== Supplied entries ==

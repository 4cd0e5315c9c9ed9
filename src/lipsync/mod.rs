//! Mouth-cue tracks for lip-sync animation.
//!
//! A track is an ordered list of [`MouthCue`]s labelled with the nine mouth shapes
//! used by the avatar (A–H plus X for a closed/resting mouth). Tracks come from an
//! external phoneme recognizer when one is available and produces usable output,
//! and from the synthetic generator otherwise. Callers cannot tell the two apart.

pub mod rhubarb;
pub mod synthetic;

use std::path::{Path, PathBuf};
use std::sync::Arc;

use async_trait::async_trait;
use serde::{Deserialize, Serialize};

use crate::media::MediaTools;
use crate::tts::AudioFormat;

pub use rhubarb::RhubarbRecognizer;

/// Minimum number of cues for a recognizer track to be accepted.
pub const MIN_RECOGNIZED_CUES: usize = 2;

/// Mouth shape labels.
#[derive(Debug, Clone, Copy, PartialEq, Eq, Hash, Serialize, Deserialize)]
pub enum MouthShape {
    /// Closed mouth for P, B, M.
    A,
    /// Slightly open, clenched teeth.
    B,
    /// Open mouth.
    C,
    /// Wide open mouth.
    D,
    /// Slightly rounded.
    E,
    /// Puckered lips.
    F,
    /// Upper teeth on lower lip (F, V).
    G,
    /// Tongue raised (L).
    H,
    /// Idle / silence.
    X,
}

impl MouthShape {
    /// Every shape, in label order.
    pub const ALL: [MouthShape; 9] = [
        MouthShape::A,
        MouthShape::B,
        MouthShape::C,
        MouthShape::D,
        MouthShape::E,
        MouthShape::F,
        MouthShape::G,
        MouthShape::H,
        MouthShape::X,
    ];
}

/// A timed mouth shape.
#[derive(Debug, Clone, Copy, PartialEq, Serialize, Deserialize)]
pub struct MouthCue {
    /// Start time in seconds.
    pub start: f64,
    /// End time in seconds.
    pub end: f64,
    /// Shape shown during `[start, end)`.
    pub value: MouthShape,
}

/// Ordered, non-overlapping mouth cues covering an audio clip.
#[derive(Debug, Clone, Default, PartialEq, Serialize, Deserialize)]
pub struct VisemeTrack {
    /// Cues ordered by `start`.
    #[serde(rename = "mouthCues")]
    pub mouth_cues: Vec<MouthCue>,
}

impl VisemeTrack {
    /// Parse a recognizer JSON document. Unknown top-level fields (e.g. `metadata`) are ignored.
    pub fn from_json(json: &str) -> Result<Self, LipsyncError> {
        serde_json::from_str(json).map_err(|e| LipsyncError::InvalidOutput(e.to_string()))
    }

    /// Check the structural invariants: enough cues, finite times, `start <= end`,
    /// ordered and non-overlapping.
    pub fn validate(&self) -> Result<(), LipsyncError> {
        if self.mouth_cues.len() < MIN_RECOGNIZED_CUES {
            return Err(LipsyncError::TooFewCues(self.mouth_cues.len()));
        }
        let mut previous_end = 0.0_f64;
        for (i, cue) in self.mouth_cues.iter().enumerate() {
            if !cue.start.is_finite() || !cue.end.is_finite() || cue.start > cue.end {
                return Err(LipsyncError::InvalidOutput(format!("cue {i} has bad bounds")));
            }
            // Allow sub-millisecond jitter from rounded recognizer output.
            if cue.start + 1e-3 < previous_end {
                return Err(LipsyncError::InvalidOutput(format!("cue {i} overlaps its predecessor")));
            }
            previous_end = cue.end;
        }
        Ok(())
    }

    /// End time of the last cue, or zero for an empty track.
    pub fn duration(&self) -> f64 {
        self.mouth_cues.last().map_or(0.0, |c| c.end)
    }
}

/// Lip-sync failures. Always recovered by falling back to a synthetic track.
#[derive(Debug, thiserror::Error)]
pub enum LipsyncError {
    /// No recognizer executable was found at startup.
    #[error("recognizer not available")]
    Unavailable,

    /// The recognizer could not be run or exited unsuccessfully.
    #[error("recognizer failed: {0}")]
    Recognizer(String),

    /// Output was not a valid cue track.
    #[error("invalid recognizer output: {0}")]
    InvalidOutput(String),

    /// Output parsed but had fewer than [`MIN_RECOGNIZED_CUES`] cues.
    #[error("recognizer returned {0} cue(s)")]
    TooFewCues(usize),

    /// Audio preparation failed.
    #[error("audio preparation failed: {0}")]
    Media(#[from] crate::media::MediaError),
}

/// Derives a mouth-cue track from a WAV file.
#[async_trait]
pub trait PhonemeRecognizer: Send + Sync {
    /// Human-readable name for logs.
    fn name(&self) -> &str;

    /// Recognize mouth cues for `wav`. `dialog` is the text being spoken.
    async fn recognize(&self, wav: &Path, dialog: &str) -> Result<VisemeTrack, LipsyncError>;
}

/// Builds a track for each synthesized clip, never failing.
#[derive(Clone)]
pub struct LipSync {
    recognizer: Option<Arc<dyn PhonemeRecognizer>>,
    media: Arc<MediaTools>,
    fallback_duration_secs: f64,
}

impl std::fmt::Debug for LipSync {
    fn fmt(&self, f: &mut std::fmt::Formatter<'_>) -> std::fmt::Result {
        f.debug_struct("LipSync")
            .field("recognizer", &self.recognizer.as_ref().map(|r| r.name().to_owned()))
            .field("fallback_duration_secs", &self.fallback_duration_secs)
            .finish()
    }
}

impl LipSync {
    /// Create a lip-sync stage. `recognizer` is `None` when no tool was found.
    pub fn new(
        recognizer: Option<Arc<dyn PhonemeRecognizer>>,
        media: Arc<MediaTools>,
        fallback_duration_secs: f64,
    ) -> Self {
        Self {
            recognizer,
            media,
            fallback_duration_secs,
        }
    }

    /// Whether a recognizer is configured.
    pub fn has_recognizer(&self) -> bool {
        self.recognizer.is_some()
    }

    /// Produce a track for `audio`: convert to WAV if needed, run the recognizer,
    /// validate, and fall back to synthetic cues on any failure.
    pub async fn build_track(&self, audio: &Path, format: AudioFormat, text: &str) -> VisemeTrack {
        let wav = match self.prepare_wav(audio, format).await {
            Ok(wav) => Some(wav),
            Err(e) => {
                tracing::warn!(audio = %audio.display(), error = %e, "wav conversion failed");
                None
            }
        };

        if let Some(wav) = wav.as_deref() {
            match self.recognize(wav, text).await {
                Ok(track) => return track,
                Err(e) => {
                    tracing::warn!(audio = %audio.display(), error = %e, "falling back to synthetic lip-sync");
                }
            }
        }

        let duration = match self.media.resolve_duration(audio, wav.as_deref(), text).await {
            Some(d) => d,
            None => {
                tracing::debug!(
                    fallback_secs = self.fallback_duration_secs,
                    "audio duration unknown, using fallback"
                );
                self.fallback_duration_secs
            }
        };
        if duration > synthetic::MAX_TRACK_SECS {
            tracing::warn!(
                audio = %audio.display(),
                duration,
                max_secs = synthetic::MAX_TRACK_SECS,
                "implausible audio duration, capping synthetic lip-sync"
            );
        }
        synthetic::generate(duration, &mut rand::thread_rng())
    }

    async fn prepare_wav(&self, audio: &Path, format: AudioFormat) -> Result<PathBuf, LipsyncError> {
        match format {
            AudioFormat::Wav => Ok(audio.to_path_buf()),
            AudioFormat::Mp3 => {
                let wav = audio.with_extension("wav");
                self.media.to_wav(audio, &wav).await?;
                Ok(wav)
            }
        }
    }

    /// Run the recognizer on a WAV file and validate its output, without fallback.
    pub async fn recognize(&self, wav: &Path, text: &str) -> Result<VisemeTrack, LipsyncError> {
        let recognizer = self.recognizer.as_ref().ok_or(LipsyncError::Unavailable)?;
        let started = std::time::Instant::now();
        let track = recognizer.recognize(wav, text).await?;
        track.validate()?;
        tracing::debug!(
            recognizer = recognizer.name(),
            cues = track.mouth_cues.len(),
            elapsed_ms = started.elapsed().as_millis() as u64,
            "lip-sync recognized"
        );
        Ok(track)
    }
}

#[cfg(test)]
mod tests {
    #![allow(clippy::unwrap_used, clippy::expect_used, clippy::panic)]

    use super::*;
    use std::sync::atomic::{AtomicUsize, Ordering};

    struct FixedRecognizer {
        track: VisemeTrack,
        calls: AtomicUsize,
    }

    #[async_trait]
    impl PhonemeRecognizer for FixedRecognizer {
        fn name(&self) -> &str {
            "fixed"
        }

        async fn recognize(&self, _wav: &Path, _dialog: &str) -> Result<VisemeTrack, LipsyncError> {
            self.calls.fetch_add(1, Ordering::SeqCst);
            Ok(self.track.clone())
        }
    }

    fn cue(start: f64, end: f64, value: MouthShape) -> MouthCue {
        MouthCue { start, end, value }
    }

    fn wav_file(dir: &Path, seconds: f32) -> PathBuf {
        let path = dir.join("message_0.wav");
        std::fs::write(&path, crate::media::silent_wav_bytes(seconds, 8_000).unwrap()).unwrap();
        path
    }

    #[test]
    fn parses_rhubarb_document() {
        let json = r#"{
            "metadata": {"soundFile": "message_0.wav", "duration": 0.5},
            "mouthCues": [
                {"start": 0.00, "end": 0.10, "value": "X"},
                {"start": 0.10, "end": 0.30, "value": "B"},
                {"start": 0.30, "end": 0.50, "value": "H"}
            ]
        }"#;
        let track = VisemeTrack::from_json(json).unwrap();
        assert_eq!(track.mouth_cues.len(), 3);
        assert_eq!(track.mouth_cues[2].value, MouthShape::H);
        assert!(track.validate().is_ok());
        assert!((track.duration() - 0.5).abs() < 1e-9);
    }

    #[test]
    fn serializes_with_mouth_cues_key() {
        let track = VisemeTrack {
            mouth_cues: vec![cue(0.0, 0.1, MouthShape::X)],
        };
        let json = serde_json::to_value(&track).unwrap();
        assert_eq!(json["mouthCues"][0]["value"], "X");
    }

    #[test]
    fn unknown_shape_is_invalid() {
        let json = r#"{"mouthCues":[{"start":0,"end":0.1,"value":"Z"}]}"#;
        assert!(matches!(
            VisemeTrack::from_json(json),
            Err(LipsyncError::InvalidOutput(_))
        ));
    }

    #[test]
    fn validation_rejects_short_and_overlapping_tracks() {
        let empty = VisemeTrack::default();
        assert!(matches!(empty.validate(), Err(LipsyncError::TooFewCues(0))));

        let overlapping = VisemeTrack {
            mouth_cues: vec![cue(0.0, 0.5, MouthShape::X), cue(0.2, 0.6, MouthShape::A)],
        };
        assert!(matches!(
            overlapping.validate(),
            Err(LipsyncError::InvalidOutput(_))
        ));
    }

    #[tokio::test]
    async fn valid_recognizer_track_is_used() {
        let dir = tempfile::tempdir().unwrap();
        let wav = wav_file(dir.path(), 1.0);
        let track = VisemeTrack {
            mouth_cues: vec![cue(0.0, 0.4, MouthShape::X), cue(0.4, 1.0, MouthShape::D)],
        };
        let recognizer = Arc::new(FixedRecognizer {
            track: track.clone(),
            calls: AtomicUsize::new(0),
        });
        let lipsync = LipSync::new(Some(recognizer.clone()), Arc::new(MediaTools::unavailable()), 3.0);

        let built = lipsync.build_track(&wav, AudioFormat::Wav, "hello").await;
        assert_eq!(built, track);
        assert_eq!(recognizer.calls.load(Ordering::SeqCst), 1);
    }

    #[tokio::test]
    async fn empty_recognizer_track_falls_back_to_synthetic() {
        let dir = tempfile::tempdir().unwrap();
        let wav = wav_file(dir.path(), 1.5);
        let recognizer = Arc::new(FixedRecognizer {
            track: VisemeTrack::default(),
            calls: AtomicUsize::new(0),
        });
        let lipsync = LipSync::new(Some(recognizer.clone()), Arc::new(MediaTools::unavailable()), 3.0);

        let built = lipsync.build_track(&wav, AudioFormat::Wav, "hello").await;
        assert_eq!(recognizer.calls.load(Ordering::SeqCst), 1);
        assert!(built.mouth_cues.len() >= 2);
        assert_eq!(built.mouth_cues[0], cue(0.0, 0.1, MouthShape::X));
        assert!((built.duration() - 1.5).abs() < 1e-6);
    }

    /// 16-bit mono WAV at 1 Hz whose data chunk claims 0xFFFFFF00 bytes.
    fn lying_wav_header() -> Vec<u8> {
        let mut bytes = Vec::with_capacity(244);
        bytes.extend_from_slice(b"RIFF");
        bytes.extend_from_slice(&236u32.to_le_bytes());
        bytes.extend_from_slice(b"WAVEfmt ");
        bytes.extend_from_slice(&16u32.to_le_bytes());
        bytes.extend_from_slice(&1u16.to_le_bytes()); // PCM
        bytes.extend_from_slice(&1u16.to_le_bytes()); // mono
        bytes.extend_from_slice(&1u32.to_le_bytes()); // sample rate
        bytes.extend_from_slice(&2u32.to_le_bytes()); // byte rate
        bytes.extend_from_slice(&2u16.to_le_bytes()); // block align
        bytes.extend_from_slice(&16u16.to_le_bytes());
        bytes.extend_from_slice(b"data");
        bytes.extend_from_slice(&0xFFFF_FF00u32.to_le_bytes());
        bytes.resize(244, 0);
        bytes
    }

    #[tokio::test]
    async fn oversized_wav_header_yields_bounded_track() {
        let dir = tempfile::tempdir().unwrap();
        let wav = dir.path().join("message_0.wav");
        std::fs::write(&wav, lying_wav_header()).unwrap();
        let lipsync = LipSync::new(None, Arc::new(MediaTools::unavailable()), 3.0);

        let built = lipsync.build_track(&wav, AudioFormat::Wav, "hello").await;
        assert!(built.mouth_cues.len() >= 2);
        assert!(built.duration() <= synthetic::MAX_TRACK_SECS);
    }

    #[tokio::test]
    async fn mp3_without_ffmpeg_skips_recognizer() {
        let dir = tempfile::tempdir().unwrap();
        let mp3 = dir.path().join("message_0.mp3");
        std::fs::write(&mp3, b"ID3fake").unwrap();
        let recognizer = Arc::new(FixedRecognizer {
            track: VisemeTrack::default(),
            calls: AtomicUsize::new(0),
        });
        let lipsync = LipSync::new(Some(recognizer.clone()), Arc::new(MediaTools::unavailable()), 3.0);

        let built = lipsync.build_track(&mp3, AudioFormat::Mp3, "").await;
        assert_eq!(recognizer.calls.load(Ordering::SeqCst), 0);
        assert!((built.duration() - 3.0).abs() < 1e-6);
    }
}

===
== Supplied entries ==

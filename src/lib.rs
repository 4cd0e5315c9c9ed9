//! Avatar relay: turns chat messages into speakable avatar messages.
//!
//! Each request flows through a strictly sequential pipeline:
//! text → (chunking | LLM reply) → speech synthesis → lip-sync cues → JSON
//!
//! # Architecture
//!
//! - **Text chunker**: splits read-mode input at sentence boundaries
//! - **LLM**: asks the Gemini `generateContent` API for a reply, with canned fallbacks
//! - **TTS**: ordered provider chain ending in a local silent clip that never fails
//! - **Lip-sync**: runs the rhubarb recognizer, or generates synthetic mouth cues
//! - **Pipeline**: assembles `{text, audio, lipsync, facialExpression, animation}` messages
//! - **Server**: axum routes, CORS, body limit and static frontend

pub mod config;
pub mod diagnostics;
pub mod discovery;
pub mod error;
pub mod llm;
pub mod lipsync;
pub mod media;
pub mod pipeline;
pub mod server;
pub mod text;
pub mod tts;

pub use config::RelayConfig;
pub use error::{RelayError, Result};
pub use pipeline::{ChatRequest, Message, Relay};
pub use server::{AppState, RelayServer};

===

- _Problem to solve_
Going back to the entries above, set down exactly the lines that begin at the one with "elapsed_ms = started.elapsed().as_millis()" and end at the one with "assert_eq!(track.mouth_cues[2].value, MouthShape::H);", both included, and nothing else.

- _Answer to this task_
            elapsed_ms = started.elapsed().as_millis() as u64,
            "lip-sync recognized"
        );
        Ok(track)
    }
}

#[cfg(test)]
mod tests {
    #![allow(clippy::unwrap_used, clippy::expect_used, clippy::panic)]

    use super::*;
    use std::sync::atomic::{AtomicUsize, Ordering};

    struct FixedRecognizer {
        track: VisemeTrack,
        calls: AtomicUsize,
    }

    #[async_trait]
    impl PhonemeRecognizer for FixedRecognizer {
        fn name(&self) -> &str {
            "fixed"
        }

        async fn recognize(&self, _wav: &Path, _dialog: &str) -> Result<VisemeTrack, LipsyncError> {
            self.calls.fetch_add(1, Ordering::SeqCst);
            Ok(self.track.clone())
        }
    }

    fn cue(start: f64, end: f64, value: MouthShape) -> MouthCue {
        MouthCue { start, end, value }
    }

    fn wav_file(dir: &Path, seconds: f32) -> PathBuf {
        let path = dir.join("message_0.wav");
        std::fs::write(&path, crate::media::silent_wav_bytes(seconds, 8_000).unwrap()).unwrap();
        path
    }

    #[test]
    fn parses_rhubarb_document() {
        let json = r#"{
            "metadata": {"soundFile": "message_0.wav", "duration": 0.5},
            "mouthCues": [
                {"start": 0.00, "end": 0.10, "value": "X"},
                {"start": 0.10, "end": 0.30, "value": "B"},
                {"start": 0.30, "end": 0.50, "value": "H"}
            ]
        }"#;
        let track = VisemeTrack::from_json(json).unwrap();
        assert_eq!(track.mouth_cues.len(), 3);
        assert_eq!(track.mouth_cues[2].value, MouthShape::H);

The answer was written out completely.